Individual variation in reproductive output in this species was highly related to predation rates. Nest predation influences the number of young fledged in other open-land ground-nesting passerines (Suárez and Manrique 1992; Martin 1993; Yanes and Suárez 1995), and is considered to be a strong selective factor in the evolution of nest-site selection and nesting strategies in birds (Magnhagen 1991; Skutch 1949; Lack 1968; Ricklefs 1969). As far as we know, the nest predation rates reported in our study areas are the largest for the species, being responsible for 85 % of failures during incubation and 89 % during chick rearing. Predation rates were higher in central Spain than in northern populations, especially during incubation, probably because of the larger predator communities in those lower latitudes (Suárez and Manrique 1992; Yanes and Suárez 1995, 1996). We are aware that our results can be biased by disturbance by researchers (repeated visits to the nests) (Götmark 1992). However, our analyses support that neither the number or frequency of visits nor the handling time reduced significantly nest success, in agreement with previous studies on closely related birds (e.g. Weidinger 2008; Jacobson et al. 2011; Lloyd et al. 2000; but see Major 1990; Tryjanowski and Kuźniak 1999). It should also be noted that failures occurring after fledging are not contemplated in this study. According to Bijlsma (1978), approximately 64 % of fledged nestlings do not survive until adulthood. We can thus infer that the total number of recruits produced in a given season should be very low in our studied populations.

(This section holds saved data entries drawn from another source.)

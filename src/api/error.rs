//! API Error Types
//!
//! Defines error types for the API layer and implements conversion
//! to HTTP responses with appropriate status codes.

use axum::{
    http::StatusCode,
    response::{IntoResponse, Response},
    Json,
};
use serde::Serialize;
use thiserror::Error;

use crate::model::ValidationError;
use crate::service::ServiceError;
use crate::store::StoreError;

/// API error types
#[derive(Error, Debug)]
pub enum ApiError {
    /// Request validation failed
    #[error("Validation error: {0}")]
    Validation(String),

    /// Resource not found
    #[error("Not found: {0}")]
    NotFound(String),

    /// Database error; constraint violations are reported as conflicts
    #[error("{0}")]
    Store(#[from] StoreError),

    /// Internal server error
    #[error("Internal error: {0}")]
    Internal(String),

    /// IO error
    #[error("IO error: {0}")]
    Io(#[from] std::io::Error),
}

impl ApiError {
    /// Not-found error for an entity id
    pub fn not_found(entity: &str, id: i64) -> Self {
        ApiError::NotFound(format!("{} with id {} not found", entity, id))
    }
}

impl From<ServiceError> for ApiError {
    fn from(err: ServiceError) -> Self {
        match err {
            ServiceError::Store(e) => ApiError::Store(e),
            ServiceError::Validation(e) => ApiError::Validation(e.0),
        }
    }
}

impl From<ValidationError> for ApiError {
    fn from(err: ValidationError) -> Self {
        ApiError::Validation(err.0)
    }
}

/// Error response body
#[derive(Serialize)]
pub struct ErrorResponse {
    pub error: ErrorBody,
    pub request_id: String,
}

/// Error details
#[derive(Serialize)]
pub struct ErrorBody {
    pub code: String,
    pub message: String,
}

impl ApiError {
    fn status_and_code(&self) -> (StatusCode, &'static str) {
        match self {
            ApiError::Validation(_) => (StatusCode::BAD_REQUEST, "VALIDATION_ERROR"),
            ApiError::NotFound(_) => (StatusCode::NOT_FOUND, "NOT_FOUND"),
            ApiError::Store(StoreError::ConstraintViolation(_)) => {
                (StatusCode::CONFLICT, "CONSTRAINT_VIOLATION")
            }
            ApiError::Store(_) => (StatusCode::INTERNAL_SERVER_ERROR, "STORAGE_ERROR"),
            ApiError::Internal(_) => (StatusCode::INTERNAL_SERVER_ERROR, "INTERNAL_ERROR"),
            ApiError::Io(_) => (StatusCode::INTERNAL_SERVER_ERROR, "IO_ERROR"),
        }
    }
}

impl IntoResponse for ApiError {
    fn into_response(self) -> Response {
        let (status, code) = self.status_and_code();

        let request_id = uuid::Uuid::new_v4().to_string();

        // Log the error
        if status.is_server_error() {
            tracing::error!(
                request_id = %request_id,
                error_code = %code,
                error_message = %self,
                "API error occurred"
            );
        } else {
            tracing::warn!(
                request_id = %request_id,
                error_code = %code,
                error_message = %self,
                "Request rejected"
            );
        }

        let body = ErrorResponse {
            error: ErrorBody {
                code: code.to_string(),
                message: self.to_string(),
            },
            request_id,
        };

        (status, Json(body)).into_response()
    }
}

/// Result type for API operations
pub type ApiResult<T> = Result<T, ApiError>;

#[cfg(test)]
mod tests {
    use super::*;

    #[test]
    fn test_status_mapping() {
        let cases = [
            (ApiError::Validation("bad".into()), StatusCode::BAD_REQUEST),
            (ApiError::not_found("Metric", 3), StatusCode::NOT_FOUND),
            (
                ApiError::Store(StoreError::ConstraintViolation("FOREIGN KEY".into())),
                StatusCode::CONFLICT,
            ),
            (
                ApiError::Store(StoreError::Pool("poisoned".into())),
                StatusCode::INTERNAL_SERVER_ERROR,
            ),
        ];

        for (err, expected) in cases {
            assert_eq!(err.into_response().status(), expected);
        }
    }

    #[test]
    fn test_service_error_conversion() {
        let err: ApiError = ServiceError::Validation(ValidationError::new("name must not be empty")).into();
        assert!(matches!(err, ApiError::Validation(ref m) if m == "name must not be empty"));

        let err = ApiError::not_found("Segment", 9);
        assert_eq!(err.to_string(), "Not found: Segment with id 9 not found");
    }
}
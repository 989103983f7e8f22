//! Campaign Routes
//!
//! - GET /api/campaigns - List campaigns (skip, limit, search, status)
//! - POST /api/campaigns - Create a campaign
//! - GET /api/campaigns/:id - Get a campaign

use axum::{
    extract::{Path, Query, State},
    http::StatusCode,
    Json,
};
use std::sync::Arc;

use crate::api::dto::ListParams;
use crate::api::error::{ApiError, ApiResult};
use crate::api::state::AppState;
use crate::model::{Campaign, CampaignCreate, Page};
use crate::service::CampaignService;

/// GET /api/campaigns
pub async fn list_campaigns(
    State(state): State<Arc<AppState>>,
    Query(params): Query<ListParams>,
) -> ApiResult<Json<Page<Campaign>>> {
    let pagination = params.pagination()?;
    let filter = params.campaign_filter();

    let page = state
        .db
        .run(move |conn| CampaignService::list(conn, pagination, &filter))
        .await?;

    Ok(Json(page))
}

/// GET /api/campaigns/:id
pub async fn get_campaign(
    State(state): State<Arc<AppState>>,
    Path(id): Path<i64>,
) -> ApiResult<Json<Campaign>> {
    let campaign = state
        .db
        .run(move |conn| CampaignService::get(conn, id))
        .await?
        .ok_or_else(|| ApiError::not_found("Campaign", id))?;

    Ok(Json(campaign))
}

/// POST /api/campaigns
pub async fn create_campaign(
    State(state): State<Arc<AppState>>,
    Json(req): Json<CampaignCreate>,
) -> ApiResult<(StatusCode, Json<Campaign>)> {
    let campaign = state
        .db
        .run(move |conn| CampaignService::create(conn, req))
        .await?;

    Ok((StatusCode::CREATED, Json(campaign)))
}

Previous studies have also reported high failure rates in ground-nesting birds due to predation (Wright et al. 2009; Martin 1993; Suárez et al. 1993), and most of them showed a constant or monotonic increase in the probability of nest predation over the season (e.g. Skutch 1949; Slagsvold 1982; Grant et al. 2005; Evans et al. 2005). Unexpectedly, we found that incubation failures were more or less constant through the season, whereas brood failures showed a negative relationship with laying date, suggesting a seasonal decrease in predation rates. Predation during incubation may be related to certain predator species, such as lizards, snakes or rodents, which may maintain a constant predator pressure through time (Weatherhead et al. 2003). These are typical predators on bird’s eggs in the Mediterranean areas (Yanes and Suárez 1996), where they reach higher abundances than at higher latitudes (Blondel et al. 2010).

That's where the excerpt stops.